Nelson stressed that the query FairUCE generates if it doesn't find a match between address and domain isn't a challenge/response per se. "I say 'inquiry' rather than 'challenge,' because we're not asking if the sender is human, just if they are who they say they are, at least to the domain level."
Such inquires, he claimed, would only be sent to spoofed spam coming from zombies, to power users who specify a different e-mail address for bounces, and a few other "rare exceptions."
Some have taken the inquiry or challenge/response mechanism to mean that FairUCE will be returning spam to the sending system in a tit-for-tat counter-attack. Not true, said Marc Goubert, the manager of alphaWorks. "That's not what 'challenge' is about," he said. "We're returning inquiries for the domain to identify itself, not the spam."
The inquiry, added Nelson, is initiated by making a connection to the sending IP address, which is often met immediately with a "connection refused" error. Most times, Nelson said, no actual data is returned to the sender, and if some is, he said it's very small.
"And if a domain doesn't want to receive inquiries for spoofed mail, they can simply publish an SPF record saying so," he said.
Rather than send an inquiry, FairUCE can be administrator-configured to simply mark the unmatched -- and likely spoofed and thus spammed -- messages, or even discard them, although there the false-positive problem rears its head, admitted Goubert.
Nelson claimed that FairUCE would identify all the mail coming from zombies, about 80 percent of the spam according to his numbers, almost immediately.
"That's a huge tool spammers have, and provides incentive for writing viruses to sell banks of compromised computers for cash. We can take that away from them with sender identity. Lacking that, with FairUCE we can take it away for the cost of a few delivery attempts," he said.
"For the vast majority of legitimate mail, from AOL to mailing lists to vanity domains, this is a snap. If such a relationship cannot be found, FairUCE attempts to find one by sending a user-customizable challenge/response. This alone catches 80 percent of unsolicited commercial e-mail and very rarely challenges legitimate mail."

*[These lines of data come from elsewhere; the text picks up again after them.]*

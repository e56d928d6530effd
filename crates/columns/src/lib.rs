//! Relationship-following table columns.
//!
//! Columns describe their values as [`SqlColumn`] references, either a field
//! of the base table or a field reached through joins. The visible columns of
//! a table compile into one query in which each distinct join path appears
//! once. Column sets add columns that are only found by querying the data.

pub mod cell;
pub mod column;
pub mod column_set;
pub mod compiler;
pub mod entity;
pub mod error;
pub mod filter;
pub mod format;
pub mod manager;
pub mod settings;
pub mod sql_column;
pub mod view;

pub use cell::{Cell, CellAction, CellContent, EntityRef};
pub use column::{Column, arg::arg_sql_column, params::ColumnParams};
pub use column_set::{ColumnOrSet, ColumnSet, DiscoveredColumn, discover_all};
pub use compiler::{BaseSource, CompiledQuery, Projection, QueryCompiler, SelectRequest};
pub use error::{ColumnError, ManagerError, RenderError, SettingsError};
pub use filter::{Filter, FilterOp, SortDirection, SortSpec};
pub use manager::{QueryPurpose, QueryRequest, TableManager, TableState};
pub use settings::TableSettings;
pub use sql_column::{JoinValue, SourceTable, SqlColumn};
pub use view::{RenderedPage, TableView};
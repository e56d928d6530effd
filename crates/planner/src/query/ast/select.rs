//! Defines the Abstract Syntax Tree (AST) for a SELECT query.

use crate::query::ast::{
    common::{JoinKind, OrderDir, TableRef},
    expr::Expr,
};

#[derive(Debug, Default, Clone, PartialEq)]
pub struct Select {
    /// `SELECT DISTINCT` when set.
    pub distinct: bool,

    /// The list of columns or expressions to be returned.
    pub columns: Vec<Expr>,

    /// The primary table or sub-query for the query.
    pub from: Option<FromClause>,

    /// A list of JOIN clauses, rendered in order.
    pub joins: Vec<JoinClause>,

    /// The WHERE clause condition.
    pub where_clause: Option<Expr>,

    /// The ORDER BY clause.
    pub order_by: Vec<OrderByExpr>,

    /// The LIMIT clause.
    pub limit: Option<Expr>,

    /// The OFFSET clause.
    pub offset: Option<Expr>,
}

#[derive(Debug, Clone, PartialEq)]
pub enum FromSource {
    Table(TableRef),
    /// Pre-rendered SQL text, wrapped in parentheses when rendered.
    Subquery(String),
}

#[derive(Debug, Clone, PartialEq)]
pub struct FromClause {
    pub source: FromSource,
    pub alias: Option<String>,
}

#[derive(Debug, Clone, PartialEq)]
pub struct JoinClause {
    pub kind: JoinKind,
    pub table: TableRef,
    pub alias: Option<String>,
    /// The join condition, e.g., `ON thread_0.id = base.utid`.
    pub on: Expr,
}

#[derive(Debug, Clone, PartialEq)]
pub struct OrderByExpr {
    pub expr: Expr,
    pub direction: Option<OrderDir>,
}
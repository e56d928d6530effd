//! Groups of columns that are only partly known up front.
//!
//! A set offers its initial columns synchronously. Everything else is
//! found by `discover`, which may query the table. Discovered entries can
//! be sets themselves and are expanded one level per call.

use crate::{column::Column, error::ColumnError, manager::TableManager};
use futures::future::try_join_all;

pub mod attributes;
pub mod entity;

use attributes::ArgSetColumnSet;
use entity::EntityColumnSet;

#[derive(Debug, Clone)]
pub enum ColumnSet {
    Entity(EntityColumnSet),
    Attributes(ArgSetColumnSet),
}

#[derive(Debug, Clone)]
pub enum ColumnOrSet {
    Column(Column),
    Set(ColumnSet),
}

#[derive(Debug, Clone)]
pub struct DiscoveredColumn {
    /// Stable name of the entry within its set.
    pub key: String,
    pub column: ColumnOrSet,
}

impl DiscoveredColumn {
    pub fn column(key: impl Into<String>, column: Column) -> Self {
        DiscoveredColumn {
            key: key.into(),
            column: ColumnOrSet::Column(column),
        }
    }

    pub fn set(key: impl Into<String>, set: ColumnSet) -> Self {
        DiscoveredColumn {
            key: key.into(),
            column: ColumnOrSet::Set(set),
        }
    }
}

impl ColumnSet {
    pub fn title(&self) -> String {
        match self {
            ColumnSet::Entity(set) => set.title(),
            ColumnSet::Attributes(set) => set.title(),
        }
    }

    pub fn initial_columns(&self) -> Vec<Column> {
        match self {
            ColumnSet::Entity(set) => set.initial_columns(),
            ColumnSet::Attributes(_) => Vec::new(),
        }
    }

    pub async fn discover(&self, manager: &dyn TableManager) -> Result<Vec<DiscoveredColumn>, ColumnError> {
        match self {
            ColumnSet::Entity(set) => Ok(set.discover()),
            ColumnSet::Attributes(set) => set.discover(manager).await,
        }
    }
}

impl From<Column> for ColumnOrSet {
    fn from(column: Column) -> Self {
        ColumnOrSet::Column(column)
    }
}

impl From<ColumnSet> for ColumnOrSet {
    fn from(set: ColumnSet) -> Self {
        ColumnOrSet::Set(set)
    }
}

/// Discovers several sets concurrently. Results keep the order of `sets`;
/// the first failure aborts the whole call.
pub async fn discover_all(
    sets: &[ColumnSet],
    manager: &dyn TableManager,
) -> Result<Vec<Vec<DiscoveredColumn>>, ColumnError> {
    try_join_all(sets.iter().map(|set| set.discover(manager))).await
}
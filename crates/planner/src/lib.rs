//! SQL syntax tree, builder and renderer used to emit table queries.

pub mod query;
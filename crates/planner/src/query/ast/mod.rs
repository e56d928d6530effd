pub mod common;
pub mod expr;
pub mod select;
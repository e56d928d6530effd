use serde::Deserialize;

/// Per-column presentation options.
#[derive(Debug, Clone, Default, PartialEq, Eq, Deserialize)]
#[serde(default)]
pub struct ColumnParams {
    /// Overrides the title derived from the column reference.
    pub title: Option<String>,
    /// Distinguishes columns sharing one primary reference, e.g. a `utid`
    /// column next to a `thread` column.
    pub alias: Option<String>,
    /// The column is known but not shown until requested.
    pub starts_hidden: bool,
}

impl ColumnParams {
    pub fn titled(title: impl Into<String>) -> Self {
        ColumnParams {
            title: Some(title.into()),
            ..Default::default()
        }
    }

    pub fn hidden() -> Self {
        ColumnParams {
            starts_hidden: true,
            ..Default::default()
        }
    }
}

"This sounds really interesting," said Richi Jennings, an analyst with messaging research firm Ferris Research. "There might still be some false-positive problems, and possibly problems for companies doing e-mail campaigns and transaction e-mails using third-party outsourcers, but the good news is that this doesn't require any domain records published."
One other problem that Jennings noted -- as did at least one poster to the forum following Nelson's opening message -- was that technology like FairUCE might simply drive spammers to go semi-legit.
"Although I can see this identifying the bulk of spam today, that's not necessarily true in the future," said Jennings. "Spammers may say, 'I'll just stop spoofing.' We saw some indication in the early days of SPF, when spammers were publishing their domain records.
"Spammers have a great ability to play with the arms race between spammers and anti-spammers," he added.
Nelson, however, says that since his creation works now, it deserves a try.
"FairUCE isn't perfect. It's a first iteration," he said. "But it's stopping 99+ percent of spam from reaching my inbox, the other 1 percent will never spam me again, it's not challenging any of the bulk mail I want, it's not challenging my friends or family, it's not challenging any of the mailing lists I'm on."
While not open-source -- although that's not outside the realm of possibility down the road, said alphaWorks' Goubert -- FairUCE can be downloaded free of charge from IBM's site. For now, it runs only on Linux and requires the Postfix mail server software.